----- Dataset

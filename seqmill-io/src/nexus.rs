//! NEXUS character matrices.
//!
//! Reads the `data` (or `characters`) block of a NEXUS file: `dimensions`,
//! `format datatype=...` and a sequential or interleaved `matrix`. Other
//! blocks are skipped. Features and descriptions travel in a `features`
//! block of `feature <id> <type> <location> key="value" ...;` and
//! `description <id> "text";` statements.

use std::collections::HashSet;
use std::sync::OnceLock;

use indexmap::IndexMap;
use log::debug;
use regex::Regex;

use seqmill_core::{Result, SeqmillError};
use seqmill_seq::{Alphabet, Feature, Format, SequenceRecord};

use crate::draft::{finish, RecordDraft};
use crate::location::{
    format_location, format_qualifiers, parse_location, push_qualifier, quote, quote_name,
    tokenize, unquote,
};
use crate::registry::Codec;

pub const HEADER: &str = "#NEXUS";

/// Split `text` into `;`-terminated statements, dropping `[...]` comments.
///
/// Quoted runs are kept verbatim, so a `;` or `[` inside quotes does not
/// end a statement. A trailing unterminated statement is returned too.
fn split_statements(text: &str) -> Result<Vec<String>> {
    let mut statements = Vec::new();
    let mut current = String::new();
    let mut quote: Option<char> = None;
    let mut comment_depth = 0usize;
    for c in text.chars() {
        if comment_depth > 0 {
            match c {
                '[' => comment_depth += 1,
                ']' => comment_depth -= 1,
                _ => {}
            }
            continue;
        }
        match quote {
            Some(q) => {
                // a doubled quote closes and reopens, which leaves it intact
                if c == q {
                    quote = None;
                }
                current.push(c);
            }
            None => match c {
                '"' | '\'' => {
                    quote = Some(c);
                    current.push(c);
                }
                '[' => comment_depth = 1,
                ';' => statements.push(std::mem::take(&mut current)),
                _ => current.push(c),
            },
        }
    }
    if quote.is_some() || comment_depth > 0 {
        return Err(SeqmillError::Format(
            "NEXUS: unterminated quote or comment".into(),
        ));
    }
    if !current.trim().is_empty() {
        statements.push(current);
    }
    Ok(statements)
}

/// `key = value` settings of a `dimensions` or `format` statement.
fn settings(statement: &str) -> IndexMap<String, String> {
    static EQUALS: OnceLock<Option<Regex>> = OnceLock::new();
    let compact = match EQUALS.get_or_init(|| Regex::new(r"\s*=\s*").ok()) {
        Some(re) => re.replace_all(statement, "=").into_owned(),
        None => statement.to_string(),
    };
    compact
        .split_whitespace()
        .skip(1)
        .filter_map(|token| token.split_once('='))
        .map(|(k, v)| (k.to_ascii_lowercase(), unquote(v)))
        .collect()
}

fn datatype_alphabet(datatype: &str) -> Option<Alphabet> {
    match datatype.to_ascii_lowercase().as_str() {
        "dna" | "nucleotide" => Some(Alphabet::Dna),
        "rna" => Some(Alphabet::Rna),
        "protein" => Some(Alphabet::Protein),
        _ => None,
    }
}

fn parse_count(settings: &IndexMap<String, String>, key: &str) -> Result<Option<usize>> {
    settings
        .get(key)
        .map(|v| {
            v.parse()
                .map_err(|_| SeqmillError::Format(format!("NEXUS: invalid {key} '{v}'")))
        })
        .transpose()
}

fn parse_matrix(body: &str, rows: &mut IndexMap<String, RecordDraft>) -> Result<()> {
    for line in body.lines() {
        let tokens = tokenize(line)?;
        // a row with only a name is a taxon without residues
        let Some((name, residues)) = tokens.split_first() else {
            continue;
        };
        let name = unquote(name);
        rows.entry(name.clone())
            .or_insert_with(|| RecordDraft::new(name))
            .residues
            .push_str(&residues.concat());
    }
    Ok(())
}

fn parse_feature_statement(tokens: &[String], rows: &mut IndexMap<String, RecordDraft>) -> Result<()> {
    let unknown = |name: &str| SeqmillError::Format(format!("NEXUS: feature for unknown taxon '{name}'"));
    match tokens {
        [keyword, name, text] if keyword.eq_ignore_ascii_case("description") => {
            let name = unquote(name);
            let draft = rows.get_mut(&name).ok_or_else(|| unknown(&name))?;
            draft.description = unquote(text);
        }
        [keyword, name, feature_type, location, qualifiers @ ..]
            if keyword.eq_ignore_ascii_case("feature") =>
        {
            let name = unquote(name);
            let draft = rows.get_mut(&name).ok_or_else(|| unknown(&name))?;
            let mut feature = Feature::new(unquote(feature_type), parse_location(location)?);
            for token in qualifiers {
                push_qualifier(&mut feature.qualifiers, token);
            }
            draft.features.push(feature);
        }
        _ => {
            return Err(SeqmillError::Format(format!(
                "NEXUS: malformed features statement '{}'",
                tokens.join(" ")
            )))
        }
    }
    Ok(())
}

/// Parse a NEXUS file into records.
pub fn parse_nexus(input: &str) -> Result<Vec<SequenceRecord>> {
    let text = input.trim_start();
    if text.is_empty() {
        return Err(SeqmillError::EmptyInput("empty NEXUS input".into()));
    }
    if !text
        .get(..HEADER.len())
        .is_some_and(|h| h.eq_ignore_ascii_case(HEADER))
    {
        return Err(SeqmillError::Format("NEXUS input must start with #NEXUS".into()));
    }

    let mut rows: IndexMap<String, RecordDraft> = IndexMap::new();
    let mut feature_statements = Vec::new();
    let mut block: Option<String> = None;
    let mut ntax = None;
    let mut nchar = None;
    let mut hint = None;
    let mut saw_matrix = false;

    for statement in split_statements(&text[HEADER.len()..])? {
        let trimmed = statement.trim();
        let keyword = trimmed
            .split_whitespace()
            .next()
            .unwrap_or_default()
            .to_ascii_lowercase();
        match keyword.as_str() {
            "" => continue,
            "begin" => {
                block = trimmed.split_whitespace().nth(1).map(str::to_ascii_lowercase);
                continue;
            }
            "end" | "endblock" => {
                block = None;
                continue;
            }
            _ => {}
        }
        match block.as_deref() {
            Some("data") | Some("characters") => match keyword.as_str() {
                "dimensions" => {
                    let dims = settings(trimmed);
                    ntax = parse_count(&dims, "ntax")?.or(ntax);
                    nchar = parse_count(&dims, "nchar")?.or(nchar);
                }
                "format" => {
                    let format = settings(trimmed);
                    hint = format.get("datatype").and_then(|d| datatype_alphabet(d));
                }
                "matrix" => {
                    saw_matrix = true;
                    parse_matrix(&trimmed["matrix".len()..], &mut rows)?;
                }
                _ => {}
            },
            Some("features") => feature_statements.push(tokenize(trimmed)?),
            _ => {}
        }
    }

    if !saw_matrix {
        return Err(SeqmillError::EmptyInput("NEXUS: no data matrix".into()));
    }
    if let Some(n) = ntax {
        if n != rows.len() {
            return Err(SeqmillError::Format(format!(
                "NEXUS: ntax={} but matrix has {} taxa",
                n,
                rows.len()
            )));
        }
    }
    if let Some(n) = nchar {
        if let Some(row) = rows.values().find(|r| r.residues.len() > n) {
            return Err(SeqmillError::Format(format!(
                "NEXUS: taxon '{}' has {} characters, more than nchar={}",
                row.id,
                row.residues.len(),
                n
            )));
        }
    }
    for tokens in &feature_statements {
        parse_feature_statement(tokens, &mut rows)?;
    }

    debug!("parsed {} NEXUS taxa", rows.len());
    finish(rows.into_values().collect(), hint)
}

fn datatype(records: &[SequenceRecord]) -> &'static str {
    match records.first().map(|r| r.alphabet()) {
        Some(Alphabet::Protein) => "protein",
        Some(Alphabet::Rna) => "rna",
        _ => "dna",
    }
}

/// Write records as a NEXUS data block, followed by a features block when
/// any record has features or a description.
///
/// `nchar` is the longest sequence; shorter rows are written as they are.
/// Matrix rows are matched by name, so names must be unique.
pub fn write_nexus(records: &[SequenceRecord]) -> Result<String> {
    let mut seen = HashSet::new();
    if let Some(dup) = records.iter().find(|r| !seen.insert(r.id.as_str())) {
        return Err(SeqmillError::Format(format!(
            "NEXUS: duplicate taxon name '{}'",
            dup.id
        )));
    }
    let names: Vec<String> = records.iter().map(|r| quote_name(&r.id)).collect();
    let width = names.iter().map(String::len).max().unwrap_or(0) + 2;
    let nchar = records.iter().map(|r| r.residues().len()).max().unwrap_or(0);

    let mut out = String::new();
    out.push_str(HEADER);
    out.push_str("\n\nbegin data;\n");
    out.push_str(&format!(
        "    dimensions ntax={} nchar={};\n",
        records.len(),
        nchar
    ));
    out.push_str(&format!(
        "    format datatype={} missing=? gap=-;\n",
        datatype(records)
    ));
    out.push_str("    matrix\n");
    for (name, rec) in names.iter().zip(records) {
        let row = format!("    {:<width$}{}", name, rec.residues());
        out.push_str(row.trim_end());
        out.push('\n');
    }
    out.push_str("    ;\nend;\n");

    if records
        .iter()
        .any(|r| !r.features.is_empty() || !r.description.is_empty())
    {
        out.push_str("\nbegin features;\n");
        for (name, rec) in names.iter().zip(records) {
            if !rec.description.is_empty() {
                out.push_str(&format!(
                    "    description {} {};\n",
                    name,
                    quote(&rec.description)
                ));
            }
            for feature in &rec.features {
                let mut line = format!(
                    "    feature {} {} {}",
                    name,
                    quote_name(&feature.feature_type),
                    format_location(&feature.location)
                );
                let qualifiers = format_qualifiers(&feature.qualifiers);
                if !qualifiers.is_empty() {
                    line.push(' ');
                    line.push_str(&qualifiers);
                }
                out.push_str(&line);
                out.push_str(";\n");
            }
        }
        out.push_str("end;\n");
    }
    Ok(out)
}

/// Codec for [`Format::Nexus`].
#[derive(Debug, Clone, Copy, Default)]
pub struct NexusCodec;

impl Codec for NexusCodec {
    fn format(&self) -> Format {
        Format::Nexus
    }

    fn parse(&self, text: &str) -> Result<Vec<SequenceRecord>> {
        parse_nexus(text)
    }

    fn serialize(&self, records: &[SequenceRecord]) -> Result<String> {
        write_nexus(records)
    }
}

#[cfg(test)]
mod tests {
    use super::*;
    use seqmill_seq::{Location, Strand};

    const INTERLEAVED: &str = "\
#NEXUS
[written by hand]
BEGIN TAXA;
    DIMENSIONS NTAX=2;
END;
BEGIN DATA;
    DIMENSIONS NTAX = 2 NCHAR = 12;
    FORMAT DATATYPE = DNA MISSING=? GAP=- INTERLEAVE;
    MATRIX
    human    ACGTAC
    'my seq' ACGTAC

    human    GTAC-- [trailing gaps]
    'my seq' GTACGT
    ;
END;
";

    #[test]
    fn interleaved_matrix() {
        let recs = parse_nexus(INTERLEAVED).unwrap();
        assert_eq!(recs.len(), 2);
        assert_eq!(recs[0].id, "human");
        assert_eq!(recs[0].residues(), "ACGTACGTAC--");
        assert_eq!(recs[1].id, "my seq");
        assert_eq!(recs[1].residues(), "ACGTACGTACGT");
        assert_eq!(recs[0].alphabet(), Alphabet::Dna);
    }

    #[test]
    fn datatype_hint_wins() {
        let text = "#NEXUS\nbegin data;\nformat datatype=protein;\nmatrix\np1 ACGT\n;\nend;\n";
        let recs = parse_nexus(text).unwrap();
        assert_eq!(recs[0].alphabet(), Alphabet::Protein);
    }

    #[test]
    fn features_block_round_trip() {
        let cds = Feature::new("CDS", Location::single(0, 6, Strand::Forward).unwrap())
            .with_qualifier("product", "thing; with [brackets]");
        let a = SequenceRecord::new("seq 1", "ATGAAA", Alphabet::Dna)
            .unwrap()
            .with_description("first \"one\"")
            .with_feature(cds)
            .unwrap();
        let b = SequenceRecord::new("seq2", "ATGCCC", Alphabet::Dna).unwrap();
        let text = write_nexus(&[a.clone(), b.clone()]).unwrap();
        assert!(text.contains("    dimensions ntax=2 nchar=6;\n"));
        assert!(text.contains("    'seq 1'  ATGAAA\n"));
        assert!(text.contains("    seq2     ATGCCC\n"));
        assert!(text.contains("    description 'seq 1' \"first \"\"one\"\"\";\n"));
        let back = parse_nexus(&text).unwrap();
        assert_eq!(back, vec![a, b]);
        assert_eq!(write_nexus(&back).unwrap(), text);
    }

    #[test]
    fn no_features_block_without_metadata() {
        let rec = SequenceRecord::new("a", "ACGU", Alphabet::Rna).unwrap();
        let text = write_nexus(&[rec]).unwrap();
        assert!(!text.contains("begin features"));
        assert!(text.contains("datatype=rna"));
    }

    #[test]
    fn taxa_without_residues() {
        let a = SequenceRecord::new("full", "ACGT", Alphabet::Dna).unwrap();
        let b = SequenceRecord::new("short", "", Alphabet::Dna).unwrap();
        let text = write_nexus(&[a.clone(), b.clone()]).unwrap();
        assert!(text.contains("    short\n"));
        let back = parse_nexus(&text).unwrap();
        assert_eq!(back, vec![a, b]);
        assert_eq!(write_nexus(&back).unwrap(), text);
    }

    #[test]
    fn duplicate_names_rejected() {
        let a = SequenceRecord::new("dup", "ACGT", Alphabet::Dna).unwrap();
        let b = SequenceRecord::new("dup", "TTTT", Alphabet::Dna).unwrap();
        assert!(matches!(write_nexus(&[a, b]), Err(SeqmillError::Format(_))));
    }

    #[test]
    fn malformed_input() {
        assert!(matches!(parse_nexus(" \n"), Err(SeqmillError::EmptyInput(_))));
        assert!(matches!(parse_nexus(">a\nACGT\n"), Err(SeqmillError::Format(_))));
        assert!(matches!(
            parse_nexus("#NEXUS\nbegin trees;\nend;\n"),
            Err(SeqmillError::EmptyInput(_))
        ));
        assert!(matches!(
            parse_nexus("#NEXUS\nbegin data;\ndimensions ntax=3;\nmatrix\na ACGT\n;\nend;\n"),
            Err(SeqmillError::Format(_))
        ));
        assert!(matches!(
            parse_nexus("#NEXUS\nbegin data;\nmatrix\na 'ACGT\n;\nend;\n"),
            Err(SeqmillError::Format(_))
        ));
        assert!(matches!(
            parse_nexus(
                "#NEXUS\nbegin data;\nmatrix\na ACGT\n;\nend;\nbegin features;\nfeature b gene 1..2;\nend;\n"
            ),
            Err(SeqmillError::Format(_))
        ));
    }
}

----------

For this exercise, gather every line of the data that contains the word "ATGCCC".

        let b = SequenceRecord::new("seq2", "ATGCCC", Alphabet::Dna).unwrap();
        assert!(text.contains("    seq2     ATGCCC\n"));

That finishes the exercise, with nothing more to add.